“Fire of Love” opens the Nantucket Film Festival on June 22

(April 27, 2022) After two years of virtual screenings, backyard events and drive-in premieres, the Nantucket Film Festival returns to the big screen at the Dreamland Theater and Sconset Casino when it returns in June.

“The magic of going to the movies and sitting in a dark theater, experiencing a narrative with a community – it heightens the drama or laughter of a film,” said film festival executive director Mystelle Brabbee. “Everything is accentuated when you experience it with other people.”

To a large extent, she said, the pandemic has upended the experience of watching a movie.

In 2021, the film festival introduced the drive-in and backyard garden premieres as an interim step to bring people together in outdoor spaces with more air circulation. In 2020, the festival was entirely online. It was an adaptation. But for Brabbée, watching movies at home could never replace the feeling of being at a festival, watching a new release on the big screen.

“Every night, watching episodes or movies on your own screen, you drift away,” Brabbée said. “How often do you just watch something? It’s so much more enjoyable in the theater without the distractions of technology or the distractions of your home life. Give yourself for 90 minutes. This is what the festival is supposed to be.

The festival opens with the National Geographic documentary “Fire of Love,” about the spark that bound Katia and Maurice Krafft, and their fascination with volcanoes that ultimately led to their deaths in the 1991 explosion on Mt. Unzen in Japan.

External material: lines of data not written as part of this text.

use chrono::{DateTime, Utc};
use serde::{Deserialize, Serialize};

/// A basis-trading rule as stored by the backend
#[derive(Debug, Clone, PartialEq, Deserialize)]
pub struct Strategy {
    #[serde(alias = "ID")]
    pub id: String,
    #[serde(alias = "SpotSymbol")]
    pub spot_symbol: String,
    #[serde(alias = "FutureSymbol")]
    pub future_symbol: String,
    #[serde(alias = "TargetBasis")]
    pub target_basis: f64,
    #[serde(alias = "MaxPosition")]
    pub max_position: f64,
    #[serde(alias = "MinTradeSize")]
    pub min_trade_size: f64,
    #[serde(default, alias = "RebalanceThreshold")]
    pub rebalance_threshold: f64,
    #[serde(alias = "IsActive")]
    pub is_active: bool,
    #[serde(default, alias = "CreatedAt")]
    pub created_at: Option<DateTime<Utc>>,
    #[serde(default, alias = "UpdatedAt")]
    pub updated_at: Option<DateTime<Utc>>,
}

/// Body of `POST /strategies`. The backend assigns the id.
#[derive(Debug, Clone, PartialEq, Serialize)]
pub struct NewStrategy {
    pub spot_symbol: String,
    pub future_symbol: String,
    pub target_basis: f64,
    pub max_position: f64,
    pub min_trade_size: f64,
    pub is_active: bool,
}
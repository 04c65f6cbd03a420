use eframe::egui;

use crate::api::Notice;
use crate::config::{
    DEFAULT_FUTURE_SYMBOL, DEFAULT_MAX_POSITION, DEFAULT_MIN_TRADE_SIZE, DEFAULT_SPOT_SYMBOL,
    DEFAULT_TARGET_BASIS, MAX_POSITION_STEP, MIN_TRADE_SIZE_STEP, TARGET_BASIS_STEP,
};
use crate::models::NewStrategy;
use super::notices::render_notice;

/// "Add New Strategy" form.
///
/// Numeric inputs cannot go below zero; nothing else is validated locally,
/// the backend has the final word.
#[derive(Debug, Clone)]
pub struct StrategyForm {
    spot_symbol: String,
    future_symbol: String,
    target_basis: f64,
    max_position: f64,
    min_trade_size: f64,
    is_active: bool,
}

impl Default for StrategyForm {
    fn default() -> Self {
        Self {
            spot_symbol: DEFAULT_SPOT_SYMBOL.to_string(),
            future_symbol: DEFAULT_FUTURE_SYMBOL.to_string(),
            target_basis: DEFAULT_TARGET_BASIS,
            max_position: DEFAULT_MAX_POSITION,
            min_trade_size: DEFAULT_MIN_TRADE_SIZE,
            is_active: true,
        }
    }
}

impl StrategyForm {
    pub fn to_request(&self) -> NewStrategy {
        NewStrategy {
            spot_symbol: self.spot_symbol.clone(),
            future_symbol: self.future_symbol.clone(),
            target_basis: self.target_basis,
            max_position: self.max_position,
            min_trade_size: self.min_trade_size,
            is_active: self.is_active,
        }
    }

    fn number_row(ui: &mut egui::Ui, label: &str, value: &mut f64, step: f64, decimals: usize) {
        ui.label(label);
        ui.add(
            egui::DragValue::new(value)
                .speed(step)
                .range(0.0..=f64::INFINITY)
                .fixed_decimals(decimals),
        );
        ui.end_row();
    }

    /// Draw the form; returns the request when "Add Strategy" was clicked
    pub fn render(
        &mut self,
        ui: &mut egui::Ui,
        submitting: bool,
        last_outcome: Option<&Notice>,
    ) -> Option<NewStrategy> {
        let mut submitted = None;

        ui.group(|ui| {
            ui.heading("🎯 Strategy Management");
            ui.separator();
            ui.label(egui::RichText::new("Add New Strategy").strong());

            egui::Grid::new("strategy_form_grid")
                .num_columns(2)
                .spacing([10.0, 6.0])
                .show(ui, |ui| {
                    ui.label("Spot Symbol");
                    ui.text_edit_singleline(&mut self.spot_symbol);
                    ui.end_row();

                    ui.label("Future Symbol");
                    ui.text_edit_singleline(&mut self.future_symbol);
                    ui.end_row();

                    Self::number_row(ui, "Target Basis (%)", &mut self.target_basis, TARGET_BASIS_STEP, 2);
                    Self::number_row(ui, "Max Position Size", &mut self.max_position, MAX_POSITION_STEP, 2);
                    Self::number_row(ui, "Min Trade Size", &mut self.min_trade_size, MIN_TRADE_SIZE_STEP, 3);

                    ui.label("Active");
                    ui.checkbox(&mut self.is_active, "");
                    ui.end_row();
                });

            ui.add_space(6.0);
            ui.horizontal(|ui| {
                if ui.add_enabled(!submitting, egui::Button::new("➕ Add Strategy")).clicked() {
                    submitted = Some(self.to_request());
                }
                if submitting {
                    ui.spinner();
                }
            });

            if let Some(notice) = last_outcome {
                ui.add_space(4.0);
                render_notice(ui, notice);
            }
        });

        submitted
    }
}
pub const WINDOW_SIZE: [f32; 2] = [1400.0, 950.0];
pub const SIDE_PANEL_WIDTH: f32 = 320.0;

pub const BASIS_CHART_HEIGHT: f32 = 400.0;
pub const POSITION_CHART_HEIGHT: f32 = 300.0;

/// Number of most recent trades shown in the trades table
pub const RECENT_TRADE_ROWS: usize = 10;
use std::time::{Duration, Instant};

use crate::config::{MAX_REFRESH_SECS, MIN_REFRESH_SECS};

/// Auto-refresh timer driven by the render loop.
///
/// Holds no clock of its own: every call takes the caller's `now`.
#[derive(Debug, Clone)]
pub struct RefreshScheduler {
    enabled: bool,
    interval: Duration,
    last_refresh: Instant,
}

impl RefreshScheduler {
    pub fn new(enabled: bool, interval_secs: u64, now: Instant) -> Self {
        Self {
            enabled,
            interval: Self::clamp_interval(interval_secs),
            last_refresh: now,
        }
    }

    fn clamp_interval(secs: u64) -> Duration {
        Duration::from_secs(secs.clamp(MIN_REFRESH_SECS, MAX_REFRESH_SECS))
    }

    pub fn is_enabled(&self) -> bool {
        self.enabled
    }

    pub fn set_enabled(&mut self, enabled: bool) {
        self.enabled = enabled;
    }

    pub fn interval_secs(&self) -> u64 {
        self.interval.as_secs()
    }

    pub fn set_interval_secs(&mut self, secs: u64) {
        self.interval = Self::clamp_interval(secs);
    }

    #[cfg(test)]
    pub fn last_refresh(&self) -> Instant {
        self.last_refresh
    }

    /// Returns true when a refresh is due, resetting the timer.
    pub fn poll(&mut self, now: Instant) -> bool {
        if !self.enabled {
            return false;
        }
        if now.saturating_duration_since(self.last_refresh) >= self.interval {
            self.last_refresh = now;
            return true;
        }
        false
    }

    /// Manual refresh restarts the countdown
    pub fn mark_refreshed(&mut self, now: Instant) {
        self.last_refresh = now;
    }

    /// Time left before `poll` fires; `None` while disabled
    pub fn time_until_due(&self, now: Instant) -> Option<Duration> {
        if !self.enabled {
            return None;
        }
        Some(self.interval.saturating_sub(now.saturating_duration_since(self.last_refresh)))
    }
}

#[cfg(test)]
mod tests {
    use super::*;

    #[test]
    fn test_disabled_never_fires() {
        let start = Instant::now();
        let mut scheduler = RefreshScheduler::new(false, 5, start);

        for secs in [0, 5, 60, 3600] {
            assert!(!scheduler.poll(start + Duration::from_secs(secs)));
        }
        assert_eq!(scheduler.last_refresh(), start);
        assert_eq!(scheduler.time_until_due(start), None);
    }

    #[test]
    fn test_fires_at_interval_and_resets_once() {
        let start = Instant::now();
        let mut scheduler = RefreshScheduler::new(true, 5, start);

        assert!(!scheduler.poll(start + Duration::from_millis(4_999)));
        assert_eq!(scheduler.last_refresh(), start);

        let due = start + Duration::from_secs(5);
        assert!(scheduler.poll(due));
        assert_eq!(scheduler.last_refresh(), due);

        // same frame again: already reset
        assert!(!scheduler.poll(due));
        assert!(!scheduler.poll(due + Duration::from_secs(4)));
        assert!(scheduler.poll(due + Duration::from_secs(7)));
        assert_eq!(scheduler.last_refresh(), due + Duration::from_secs(7));
    }

    #[test]
    fn test_interval_is_clamped() {
        let now = Instant::now();
        let mut scheduler = RefreshScheduler::new(true, 0, now);
        assert_eq!(scheduler.interval_secs(), 1);

        scheduler.set_interval_secs(120);
        assert_eq!(scheduler.interval_secs(), 60);

        scheduler.set_interval_secs(15);
        assert_eq!(scheduler.interval_secs(), 15);
    }

    #[test]
    fn test_time_until_due_counts_down() {
        let start = Instant::now();
        let mut scheduler = RefreshScheduler::new(true, 10, start);

        assert_eq!(scheduler.time_until_due(start + Duration::from_secs(3)), Some(Duration::from_secs(7)));
        assert_eq!(scheduler.time_until_due(start + Duration::from_secs(30)), Some(Duration::ZERO));

        scheduler.mark_refreshed(start + Duration::from_secs(30));
        assert_eq!(scheduler.time_until_due(start + Duration::from_secs(30)), Some(Duration::from_secs(10)));
    }
}
use serde::Deserialize;
use std::fmt;

/// Side of a position, matched case-insensitively.
///
/// Anything else (including Go's empty zero value) decodes as `Unknown` so a
/// single odd record does not sink the whole `/positions` list.
#[derive(Debug, Clone, Copy, PartialEq, Eq, Hash, Deserialize)]
#[serde(from = "String")]
pub enum PositionSide {
    Long,
    Short,
    Unknown,
}

impl From<String> for PositionSide {
    fn from(side: String) -> Self {
        match side.to_ascii_lowercase().as_str() {
            "long" => PositionSide::Long,
            "short" => PositionSide::Short,
            _ => PositionSide::Unknown,
        }
    }
}

impl fmt::Display for PositionSide {
    fn fmt(&self, f: &mut fmt::Formatter<'_>) -> fmt::Result {
        match self {
            PositionSide::Long => write!(f, "long"),
            PositionSide::Short => write!(f, "short"),
            PositionSide::Unknown => write!(f, "unknown"),
        }
    }
}

#[derive(Debug, Clone, PartialEq, Deserialize)]
pub struct Position {
    #[serde(alias = "Symbol")]
    pub symbol: String,
    #[serde(alias = "Side")]
    pub side: PositionSide,
    #[serde(alias = "Size")]
    pub size: f64,
    #[serde(alias = "EntryPrice")]
    pub entry_price: f64,
    #[serde(alias = "MarkPrice")]
    pub mark_price: f64,
    #[serde(alias = "UnrealizedPL")]
    pub unrealized_pl: f64,
}

#[cfg(test)]
mod tests {
    use super::*;

    #[test]
    fn test_side_decoding() {
        let position: Position = serde_json::from_str(r#"{
            "symbol": "BTC-PERP", "side": "short", "size": 0.5,
            "entry_price": 61300.0, "mark_price": 61250.0, "unrealized_pl": 25.0
        }"#).unwrap();
        assert_eq!(position.side, PositionSide::Short);
        assert_eq!(position.side.to_string(), "short");

        let long: PositionSide = serde_json::from_str(r#""LONG""#).unwrap();
        assert_eq!(long, PositionSide::Long);

        let flat: PositionSide = serde_json::from_str(r#""flat""#).unwrap();
        assert_eq!(flat, PositionSide::Unknown);
    }

    #[test]
    fn test_odd_side_keeps_rest_of_list() {
        let positions: Vec<Position> = serde_json::from_str(r#"[
            {"Symbol": "BTC-USD", "Side": "long", "Size": 0.5,
             "EntryPrice": 61000.0, "MarkPrice": 61250.0, "UnrealizedPL": 125.0},
            {"Symbol": "ETH-USD", "Side": "", "Size": 1.0,
             "EntryPrice": 3400.0, "MarkPrice": 3410.0, "UnrealizedPL": 10.0}
        ]"#).unwrap();

        assert_eq!(positions.len(), 2);
        assert_eq!(positions[0].side, PositionSide::Long);
        assert_eq!(positions[1].side, PositionSide::Unknown);
        assert_eq!(positions[1].side.to_string(), "unknown");
    }
}
use crate::api::{Notice, SubmitOutcome};
use crate::models::NewStrategy;
use crate::ui::DashboardData;

/// Commands sent from the GUI to the fetch worker
#[derive(Debug, Clone)]
pub enum DashboardCommand {
    /// Fetch every resource once
    Refresh,
    /// Create a strategy on the backend
    CreateStrategy(NewStrategy),
    /// Stop the worker thread
    Shutdown,
}

/// Worker replies sent back to the GUI
#[derive(Debug, Clone)]
pub enum DashboardResponse {
    /// A refresh cycle finished; `notices` holds this cycle's fetch errors
    Refreshed {
        data: DashboardData,
        notices: Vec<Notice>,
    },
    /// A strategy submission finished
    StrategySubmitted(SubmitOutcome),
}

The closing night feature is called “Linoleum”, starring Jim Gaffigan as a struggling host of a Bill Nye-like children’s TV show in the midst of a midlife crisis who decides to building a rocket in his garage despite his wife, played by Rhea Seehorn.

The centerpiece is “892,” a feature film based on the true story of a U.S. Navy veteran on the brink of homelessness, who threatens to detonate a bomb in a bank in a desperate attempt to voice his case by the Department of Veterans Affairs, which owes him $892.

“You want depth of field in your programming,” program director Lori Donnelly said.

“One of the silver linings of the pandemic has been the opportunity to witness the creativity and resilience of the film industry. Filmmakers have found a way to present films virtually. It has been a curveball. “learning. But there’s also a level of disconnection there. Nothing is more impactful than that in-person experience. The best possible platform is a theater and experiencing it with a live audience. The immediacy , feedback from a film.

There are 60 features and shorts this year, split between narrative features and documentaries. This number is up from 50 last year and 32 in 2020.

This year, the festival is also launching a new program called Green Carpet Cinema, selecting films that tell a story related to the environmental and human effects of climate change. These films include three documentaries: ‘Fashion Reimagined’, about the burgeoning field of sustainable clothing design, ‘To the End’, about four young women activists for the Green New Deal, and ‘The Territory’, about protecting of an indigenous territory against large agriculture.

This year’s festival is scheduled for June 22-27. Festival passes and ticket packages are available at www.nantucketfilmfestival.org.